"6000 Euro pro Person, all inclusive"
Eigentlich schien es, als wäre bereits alles Menschenverachtende erzählt, das es über die Methoden von Schlepperbanden zu erzählen gibt. Doch auf die jüngsten Meldungen von führerlosen Flüchtlingsschiffen, die ohne Besatzung und Treibstoff auf dem Meer ausgesetzt werden, folgt nun ein Artikel der Tagesezeitung „La Repubblica“, in dem die Vermarktungsmethoden der Banden genauer beleuchtet werden. Dafür haben sich Journalisten des Blattes auf einschlägigen Facebook-Seiten umgesehen, auf denen die gefährlichen Überfahrten ähnlich einer „crociera da sogno“ verkauft werden. Auf dem Niveau bewegen sich auch die Preise, die beispielsweise vom anatolischen Mersin aus für eine sechstägige Überfahrt nach Italien verlangt werden: 5500 Euro, ja sogar 6000 Euro pro Person, wenn das Schiff 120 Meter lang ist. Dafür wird ein "all inclusive" versprochen: Unterkunft vor der Abfahrt, eine Reise in Komfort mit Essen, Wasser und Kommunikationsmöglichkeiten.
Über den „Hafen der Geisterschiffe“ berichtet in diesen Tagen auch die Frankfurter Allgemeine Zeitung: Warum sich die südanatolischen Stadt Mersin zu einer wichtigen Operationsbasis für Menschenschmuggler entwickelt hat.

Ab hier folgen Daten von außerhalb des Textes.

//! The headless event stream — newline-delimited JSON, one event per
//! line, written by task mode and read back by whoever spawned it.
//!
//! The `complete` event is the contract with the spawn launcher: its
//! `summary` becomes the subagent's result.

use std::io::Write;
use std::path::{Path, PathBuf};
use std::sync::Mutex;

use chrono::{DateTime, Utc};
use serde::{Deserialize, Serialize};

use gloop_core::{EffectError, Usage};

/// All event types task mode can emit.
#[derive(Debug, Clone, Serialize, Deserialize)]
#[serde(tag = "type", rename_all = "snake_case")]
pub enum HeadlessEvent {
    Start { task: String },
    Assistant { text: String },
    ToolStart { name: String, preview: String },
    ToolDone { name: String, ok: bool, output: String },
    Remember { content: String },
    Forget { content: String },
    RefreshSystem,
    Reboot { reason: String },
    Complete { summary: String, usage: Usage },
    Usage { usage: Usage },
    Error { message: String },
}

/// One line of the event file: a timestamp plus the event fields.
#[derive(Debug, Clone, Serialize, Deserialize)]
pub struct EventRecord {
    pub ts: DateTime<Utc>,
    #[serde(flatten)]
    pub event: HeadlessEvent,
}

/// Append-only JSONL event writer.
pub struct EventLog {
    path: PathBuf,
    file: Mutex<std::fs::File>,
}

impl EventLog {
    /// Create (truncating) the event file.
    pub fn create(path: impl Into<PathBuf>) -> Result<Self, EffectError> {
        let path = path.into();
        if let Some(parent) = path.parent() {
            std::fs::create_dir_all(parent).map_err(|e| EffectError::Io(e.to_string()))?;
        }
        let file = std::fs::File::create(&path).map_err(|e| EffectError::Io(e.to_string()))?;
        Ok(Self {
            path,
            file: Mutex::new(file),
        })
    }

    pub fn path(&self) -> &Path {
        &self.path
    }

    /// Append one event, stamped now.
    pub fn append(&self, event: HeadlessEvent) -> Result<(), EffectError> {
        let record = EventRecord {
            ts: Utc::now(),
            event,
        };
        let line = serde_json::to_string(&record).map_err(|e| EffectError::Io(e.to_string()))?;
        let mut file = self.file.lock().unwrap();
        writeln!(file, "{line}").map_err(|e| EffectError::Io(e.to_string()))?;
        file.flush().map_err(|e| EffectError::Io(e.to_string()))?;
        Ok(())
    }
}

/// Scan an event file for the `complete` event. Unparseable lines are
/// skipped — a crashed subagent leaves a truncated tail.
pub fn read_complete(path: &Path) -> Option<(String, Usage)> {
    let content = std::fs::read_to_string(path).ok()?;
    content
        .lines()
        .filter_map(|line| serde_json::from_str::<EventRecord>(line).ok())
        .find_map(|record| match record.event {
            HeadlessEvent::Complete { summary, usage } => Some((summary, usage)),
            _ => None,
        })
}

#[cfg(test)]
mod tests {
    use super::*;
    use tempfile::tempdir;

    #[test]
    fn event_type_tags_are_snake_case() {
        let cases = [
            (
                HeadlessEvent::Start { task: "t".into() },
                r#""type":"start""#,
            ),
            (
                HeadlessEvent::ToolStart {
                    name: "Echo".into(),
                    preview: "x".into(),
                },
                r#""type":"tool_start""#,
            ),
            (HeadlessEvent::RefreshSystem, r#""type":"refresh_system""#),
            (
                HeadlessEvent::Reboot {
                    reason: "r".into(),
                },
                r#""type":"reboot""#,
            ),
            (
                HeadlessEvent::Error {
                    message: "m".into(),
                },
                r#""type":"error""#,
            ),
        ];
        for (event, expected) in cases {
            let json = serde_json::to_string(&EventRecord {
                ts: Utc::now(),
                event,
            })
            .unwrap();
            assert!(json.contains(expected), "{json}");
            assert!(json.contains(r#""ts":"#));
        }
    }

    #[test]
    fn log_appends_one_json_object_per_line() {
        let dir = tempdir().unwrap();
        let log = EventLog::create(dir.path().join("events.jsonl")).unwrap();
        log.append(HeadlessEvent::Start { task: "t".into() }).unwrap();
        log.append(HeadlessEvent::Assistant {
            text: "working".into(),
        })
        .unwrap();

        let content = std::fs::read_to_string(log.path()).unwrap();
        let lines: Vec<&str> = content.lines().collect();
        assert_eq!(lines.len(), 2);
        for line in lines {
            serde_json::from_str::<EventRecord>(line).unwrap();
        }
    }

    #[test]
    fn read_complete_finds_summary_and_usage() {
        let dir = tempdir().unwrap();
        let log = EventLog::create(dir.path().join("events.jsonl")).unwrap();
        log.append(HeadlessEvent::Start { task: "t".into() }).unwrap();
        log.append(HeadlessEvent::Complete {
            summary: "all done".into(),
            usage: Usage {
                prompt_tokens: 100,
                completion_tokens: 50,
                total_tokens: 150,
            },
        })
        .unwrap();

        let (summary, usage) = read_complete(log.path()).unwrap();
        assert_eq!(summary, "all done");
        assert_eq!(usage.total_tokens, 150);
    }

    #[test]
    fn read_complete_skips_garbage_lines() {
        let dir = tempdir().unwrap();
        let path = dir.path().join("events.jsonl");
        std::fs::write(
            &path,
            "not json\n{\"ts\":\"2026-01-01T00:00:00Z\",\"type\":\"complete\",\
             \"summary\":\"ok\",\"usage\":{\"prompt_tokens\":1,\"completion_tokens\":2,\
             \"total_tokens\":3}}\ntrailing garbage",
        )
        .unwrap();
        let (summary, _) = read_complete(&path).unwrap();
        assert_eq!(summary, "ok");
    }

    #[test]
    fn read_complete_none_without_event() {
        let dir = tempdir().unwrap();
        let log = EventLog::create(dir.path().join("events.jsonl")).unwrap();
        log.append(HeadlessEvent::Error {
            message: "crashed".into(),
        })
        .unwrap();
        assert!(read_complete(log.path()).is_none());
    }
}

Den Artikel auf der FAZ finden Sie hier.
Einen "Full Service" hat die italienische Tageszeitung über eine verhältnismäßig einfache Kontaktaufnahme auch bei der Beschaffung von Papieren vorgefunden. Eines der Angebote für italienische Papiere? Ein Pass mit zweijähriger Gültigkeit: 1500 Dollar. Bei einer Gültigkeit von vier Jahren steigt der Preis auf 1700 Dollar, bei sechs Jahren auf 18000 Dollar. Billiger gibt es dagegen um bereits 500 Dollar Identitätskarten und internationale Führerscheine.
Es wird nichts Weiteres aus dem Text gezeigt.